O'Donnell Attacks the English of Connacht (Philip O'Sullivan Beare, Historiæ Catholicæ Iberniæ Compendium, 1621)
[1595] O'Donnell, remembering the cruelty with which the English had thrown women, old men and children from the Bridge of Enniskillen, with all his forces invaded Connacht, which Richard Bingham was holding oppressed under heretical tyranny. In his raids extending far and wide he destroyed the English colonists and settlers, put them to flight, and slew them, sparing no male between fifteen and sixty years old who was unable to speak Irish.
He burnt the village of Longford in Annaly, which Browne an English heretic had taken from O'Farrell. He then returned to Tyrconnel laden with the spoils of the Protestants. After this invasion of Connacht, not a single farmer, settler or Englishman remained, except those who were defended by the walls of castles and fortified towns, for those who had not been destroyed by fire and sword, despoiled of their goods, left for England, heaping curses upon those who had brought them to Ireland.

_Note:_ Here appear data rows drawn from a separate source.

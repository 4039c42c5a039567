pub mod error;
pub mod fakes;
pub mod traits;
pub mod trust;
pub mod types;

pub use error::*;
pub use traits::*;
pub use trust::*;
pub use types::*;
//! Fake implementations for testing.
#![allow(clippy::unwrap_used)]

use crate::traits::{AuditSink, ExecuteRequest, Executor, LiveInjector};
use crate::types::{AuditEntry, InjectMessage, InjectResult};
use anyhow::Result;
use async_trait::async_trait;
use std::sync::Arc;
use std::sync::Mutex;
use std::sync::atomic::{AtomicUsize, Ordering};
use tokio::sync::Semaphore;

// ---------------------------------------------------------------------------
// FakeExecutor
// ---------------------------------------------------------------------------

/// Executor that answers immediately with `echo: <text>`.
#[derive(Debug, Default)]
pub struct FakeExecutor {
    pub calls: Mutex<Vec<(String, String)>>,
}

impl FakeExecutor {
    pub fn new() -> Self {
        Self::default()
    }

    /// `(session_key, message text)` for every call, in order.
    pub fn calls(&self) -> Vec<(String, String)> {
        self.calls.lock().unwrap().clone()
    }
}

#[async_trait]
impl Executor for FakeExecutor {
    async fn execute(&self, request: ExecuteRequest) -> Result<InjectResult> {
        let text = request.message.text();
        self.calls
            .lock()
            .unwrap()
            .push((request.session_key.clone(), text.clone()));
        if let Some(stream) = &request.options.stream {
            let _ = stream.send(format!("echo: {text}")).await;
        }
        Ok(InjectResult {
            response: format!("echo: {text}"),
            session_id: Some(request.session_key),
            cost: Some(0.0),
            live: false,
        })
    }
}

// ---------------------------------------------------------------------------
// GatedExecutor
// ---------------------------------------------------------------------------

/// Executor that blocks every call until the test releases it.
///
/// Tracks start order and the highest number of calls that were ever in
/// flight at once, so tests can assert per-session mutual exclusion.
pub struct GatedExecutor {
    gate: Semaphore,
    started: Mutex<Vec<String>>,
    in_flight: AtomicUsize,
    max_in_flight: AtomicUsize,
    live: Mutex<Option<Arc<dyn LiveInjector>>>,
}

impl std::fmt::Debug for GatedExecutor {
    fn fmt(&self, f: &mut std::fmt::Formatter<'_>) -> std::fmt::Result {
        f.debug_struct("GatedExecutor")
            .field("started", &self.started())
            .finish_non_exhaustive()
    }
}

impl Default for GatedExecutor {
    fn default() -> Self {
        Self {
            gate: Semaphore::new(0),
            started: Mutex::new(Vec::new()),
            in_flight: AtomicUsize::new(0),
            max_in_flight: AtomicUsize::new(0),
            live: Mutex::new(None),
        }
    }
}

impl GatedExecutor {
    pub fn new() -> Self {
        Self::default()
    }

    /// Register `handle` as the live injector of every turn this executor runs.
    #[must_use]
    pub fn with_live(self, handle: Arc<dyn LiveInjector>) -> Self {
        *self.live.lock().unwrap() = Some(handle);
        self
    }

    /// Let `n` blocked (or future) calls finish.
    pub fn release(&self, n: usize) {
        self.gate.add_permits(n);
    }

    /// Message texts in the order their executions started.
    pub fn started(&self) -> Vec<String> {
        self.started.lock().unwrap().clone()
    }

    pub fn max_in_flight(&self) -> usize {
        self.max_in_flight.load(Ordering::SeqCst)
    }
}

#[async_trait]
impl Executor for GatedExecutor {
    async fn execute(&self, request: ExecuteRequest) -> Result<InjectResult> {
        let text = request.message.text();
        self.started.lock().unwrap().push(text.clone());
        let now = self.in_flight.fetch_add(1, Ordering::SeqCst) + 1;
        self.max_in_flight.fetch_max(now, Ordering::SeqCst);

        let live = self.live.lock().unwrap().clone();
        if let Some(handle) = live {
            request.live.register(handle);
        }

        let outcome = tokio::select! {
            permit = self.gate.acquire() => {
                if let Ok(permit) = permit {
                    permit.forget();
                }
                Ok(InjectResult::text(format!("done: {text}")))
            }
            () = request.cancel.cancelled() => Err(anyhow::anyhow!("turn stopped")),
        };

        self.in_flight.fetch_sub(1, Ordering::SeqCst);
        outcome
    }
}

// ---------------------------------------------------------------------------
// FailingExecutor
// ---------------------------------------------------------------------------

/// Executor that always fails with the given message.
#[derive(Debug)]
pub struct FailingExecutor {
    pub message: String,
}

impl FailingExecutor {
    pub fn new(message: impl Into<String>) -> Self {
        Self {
            message: message.into(),
        }
    }
}

#[async_trait]
impl Executor for FailingExecutor {
    async fn execute(&self, _request: ExecuteRequest) -> Result<InjectResult> {
        anyhow::bail!("{}", self.message)
    }
}

// ---------------------------------------------------------------------------
// FakeLiveInjector
// ---------------------------------------------------------------------------

/// Live injector that records what it receives; can be told to fail.
#[derive(Debug, Default)]
pub struct FakeLiveInjector {
    pub received: Mutex<Vec<String>>,
    pub fail: std::sync::atomic::AtomicBool,
}

impl FakeLiveInjector {
    pub fn new() -> Self {
        Self::default()
    }

    pub fn failing() -> Self {
        let injector = Self::default();
        injector.fail.store(true, Ordering::SeqCst);
        injector
    }

    pub fn received(&self) -> Vec<String> {
        self.received.lock().unwrap().clone()
    }
}

#[async_trait]
impl LiveInjector for FakeLiveInjector {
    async fn inject(&self, _session_key: &str, message: &InjectMessage) -> Result<()> {
        if self.fail.load(Ordering::SeqCst) {
            anyhow::bail!("generator closed");
        }
        self.received.lock().unwrap().push(message.text());
        Ok(())
    }
}

// ---------------------------------------------------------------------------
// MemoryAuditSink
// ---------------------------------------------------------------------------

/// Audit sink that keeps entries in memory.
#[derive(Debug, Default)]
pub struct MemoryAuditSink {
    pub entries: Mutex<Vec<AuditEntry>>,
}

impl MemoryAuditSink {
    pub fn new() -> Self {
        Self::default()
    }

    pub fn entries(&self) -> Vec<AuditEntry> {
        self.entries.lock().unwrap().clone()
    }
}

impl AuditSink for MemoryAuditSink {
    fn record(&self, entry: &AuditEntry) {
        self.entries.lock().unwrap().push(entry.clone());
    }
}
//! Sandbox selection for tool execution.
//!
//! Maps a session's trust level to a sandbox configuration and hands the
//! actual isolation to an optional extension (e.g. a container runtime).
//! With no extension installed nothing is sandboxed and nothing is executed.

pub mod container;
pub mod fakes;
pub mod policy;
pub mod resolver;

pub use container::{ContainerExtension, ContainerSettings};
pub use policy::{
    ExecOutput, NetworkMode, SandboxConfig, SandboxMode, SandboxOverride, WorkspaceAccess,
    parse_memory_size,
};
pub use resolver::{
    SandboxExtension, SandboxExtensions, SandboxHandle, SandboxRequest, SandboxResolver,
    TrustLookup,
};
//! Per-session injection queues.
//!
//! Each session runs at most one injection at a time. Queued injections run
//! by priority, then in enqueue order. A message may skip the queue only by
//! going into a turn that is already streaming and has registered a live
//! handle.

pub mod events;
pub mod manager;
pub mod session;

pub use events::{QueueEvent, QueueEventKind};
pub use manager::{QueueManager, Submitted};
pub use session::{InjectTicket, QueueStats, SessionQueue};
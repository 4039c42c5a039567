use clap::{Parser, Subcommand};

#[derive(Parser)]
#[command(name = "ferry", version, about = "Ferry: trust-aware injection daemon")]
pub(crate) struct Cli {
    #[command(subcommand)]
    pub command: Commands,

    #[arg(short, long, global = true)]
    pub config: Option<String>,
}

#[derive(Subcommand)]
pub(crate) enum Commands {
    /// Validate the config file.
    Check {
        /// Output format: human (default) or json
        #[arg(long, default_value = "human")]
        format: String,
    },
    /// Print the policy a source would get in a session, as JSON.
    Policy {
        /// Source type: cli, daemon, plugin, cron, api, p2p, p2p-discovery, gateway.
        #[arg(long, default_value = "cli")]
        source: String,
        #[arg(long)]
        session: String,
        /// Source identity (user, plugin id, cron job or public key).
        #[arg(long)]
        identity: Option<String>,
    },
    /// Run one message through the full pipeline and print the outcome.
    Inject {
        #[arg(short, long, default_value = "main")]
        session: String,
        #[arg(long, default_value = "cli")]
        source: String,
        #[arg(long)]
        identity: Option<String>,
        #[arg(short, long, default_value_t = 0, allow_negative_numbers = true)]
        priority: i32,
        message: String,
    },
    /// Serve JSON-lines requests on stdin until it closes.
    Serve,
    Version,
}
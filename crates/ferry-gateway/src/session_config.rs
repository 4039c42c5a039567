use ferry_policy::{GatewayRoute, SessionConfigProvider, SessionPolicy};

use crate::config::SharedConfig;

/// Session policies read from the live config on every call.
pub(crate) struct ConfigSessions {
    config: SharedConfig,
}

impl ConfigSessions {
    pub(crate) fn new(config: SharedConfig) -> Self {
        Self { config }
    }
}

impl std::fmt::Debug for ConfigSessions {
    fn fmt(&self, f: &mut std::fmt::Formatter<'_>) -> std::fmt::Result {
        f.debug_struct("ConfigSessions")
            .field("sessions", &self.config.load().sessions.len())
            .finish_non_exhaustive()
    }
}

impl SessionConfigProvider for ConfigSessions {
    fn session_policy(&self, session: &str) -> SessionPolicy {
        self.config
            .load()
            .session(session)
            .cloned()
            .unwrap_or_default()
    }

    fn gateways(&self) -> Vec<GatewayRoute> {
        self.config.load().gateways.clone()
    }
}
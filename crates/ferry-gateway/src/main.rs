#![allow(clippy::print_stdout, clippy::print_stderr)] // CLI binary: stdout is the output channel

mod app;
mod cli;
mod config;
mod config_check;
mod config_watcher;
mod executor;
mod injection;
mod protocol;
mod serve;
mod session_config;
mod tracing_setup;

use anyhow::{Context, Result};
use clap::Parser;
use ferry_core::{InjectOptions, SourceType};
use std::path::{Path, PathBuf};
use std::sync::Arc;
use tracing::info;

use crate::app::{App, source_from_args};
use crate::cli::{Cli, Commands};
use crate::config::{Config, shared_config};
use crate::injection::InjectOutcome;

#[tokio::main]
async fn main() -> Result<()> {
    let cli = Cli::parse();
    let _tracing_guard = tracing_setup::init();

    info!(
        version = env!("CARGO_PKG_VERSION"),
        pid = std::process::id(),
        "ferry starting"
    );

    match cli.command {
        Commands::Check { format } => cmd_check(cli.config.as_deref(), &format),
        Commands::Policy {
            source,
            session,
            identity,
        } => cmd_policy(
            cli.config.as_deref(),
            &source,
            &session,
            identity.as_deref(),
        ),
        Commands::Inject {
            session,
            source,
            identity,
            priority,
            message,
        } => {
            cmd_inject(
                cli.config.as_deref(),
                &session,
                &source,
                identity.as_deref(),
                priority,
                message,
            )
            .await
        }
        Commands::Serve => cmd_serve(cli.config.as_deref()).await,
        Commands::Version => {
            println!("ferry {}", env!("CARGO_PKG_VERSION"));
            Ok(())
        }
    }
}

fn config_dir(config_file: &Path) -> PathBuf {
    config_file
        .parent()
        .filter(|parent| !parent.as_os_str().is_empty())
        .unwrap_or(Path::new("."))
        .to_path_buf()
}

fn load_app(config_path: Option<&str>) -> Result<(App, PathBuf)> {
    let config_file = Config::find_config_path(config_path);
    let config = Config::load(&config_file)?;
    let app = App::build(shared_config(config), &config_dir(&config_file))?;
    Ok((app, config_file))
}

fn parse_source_type(source: &str) -> Result<SourceType> {
    source
        .parse()
        .with_context(|| format!("invalid --source '{source}'"))
}

// ---------------------------------------------------------------------------
// cmd_check: validate config without starting
// ---------------------------------------------------------------------------

#[allow(clippy::unnecessary_wraps)] // must return Result to match main's match arms
fn cmd_check(config_path: Option<&str>, format: &str) -> Result<()> {
    let config_file = Config::find_config_path(config_path);
    let report = config_check::validate_config(&config_file);

    match format {
        "json" => report.print_json(),
        _ => report.print_human(),
    }

    if report.has_errors() {
        std::process::exit(1);
    }
    Ok(())
}

// ---------------------------------------------------------------------------
// cmd_policy: show what a source may do in a session
// ---------------------------------------------------------------------------

fn cmd_policy(
    config_path: Option<&str>,
    source: &str,
    session: &str,
    identity: Option<&str>,
) -> Result<()> {
    let (app, _) = load_app(config_path)?;
    let source = source_from_args(parse_source_type(source)?, identity);

    let policy = app.engine.resolve(&source, session);
    let direct = app.engine.check_direct(&source, session);
    let route = match app.injector.forwards().route(&source, session) {
        ferry_policy::Route::Direct => serde_json::json!({"route": "direct"}),
        ferry_policy::Route::ViaGateway(gateway) => {
            serde_json::json!({"route": "gateway", "gateway": gateway})
        }
        ferry_policy::Route::Deny(reason) => serde_json::json!({"route": "deny", "reason": reason}),
    };

    let output = serde_json::json!({
        "session": session,
        "source": source,
        "policy": policy,
        "direct": direct,
        "route": route,
    });
    println!("{}", serde_json::to_string_pretty(&output)?);
    Ok(())
}

// ---------------------------------------------------------------------------
// cmd_inject: one message through the whole pipeline
// ---------------------------------------------------------------------------

async fn cmd_inject(
    config_path: Option<&str>,
    session: &str,
    source: &str,
    identity: Option<&str>,
    priority: i32,
    message: String,
) -> Result<()> {
    let (app, _) = load_app(config_path)?;
    app.install_executor(Arc::new(app.command_executor()));
    let source = source_from_args(parse_source_type(source)?, identity);

    let outcome = app
        .injector
        .inject(
            session,
            message.into(),
            source,
            InjectOptions::default().with_priority(priority),
        )
        .await?;
    println!("{}", serde_json::to_string_pretty(&outcome)?);

    if matches!(
        outcome,
        InjectOutcome::Denied { .. } | InjectOutcome::Blocked { .. }
    ) {
        std::process::exit(1);
    }
    Ok(())
}

// ---------------------------------------------------------------------------
// cmd_serve: JSON-lines control channel on stdin/stdout
// ---------------------------------------------------------------------------

async fn cmd_serve(config_path: Option<&str>) -> Result<()> {
    let (app, config_file) = load_app(config_path)?;
    app.install_executor(Arc::new(app.command_executor()));
    serve::run(Arc::new(app), config_file).await
}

Massacre of Munster Settlers, 1598 (William Saxey, Chief Justice of Munster, to Sir Robert Cecil Concerning the State of That Province, 26 October 1598)
About the 5th Oct., some 3,000 rebels came into the county of Limerick, sent from the archtraitor Tyrone, under the leading of John FitzThomas . . . elder brother to the last attainted Earl of Desmond . . . and burnt and spoiled most of the towns and villages there. . . . These combinations and revolts have effected many execrable murders and cruelties upon the English, as well in the county of Limerick, as in the counties of Cork and Kerry, and elsewhere; infants taken from the nurses' breasts, and the brains dashed against the walls; the heart plucked out of the body of the husband in the view of the wife, who was forced to yield the use of her apron to wipe off the blood from the murderer's fingers; [an] English gentleman at midday in a town cruelly murdered, and his head cleft in divers pieces; divers sent into Youghal amongst the English, some with their throats cut, but not killed, some with their tongues cut out of their heads, other with their noses cut off; by view whereof the English might the more bitterly lament the misery of their countrymen, and fear the like to befall to themselves.
Irish History from Contemporary Sources, edited by Constantia Maxwell (1923), pp. 210–212.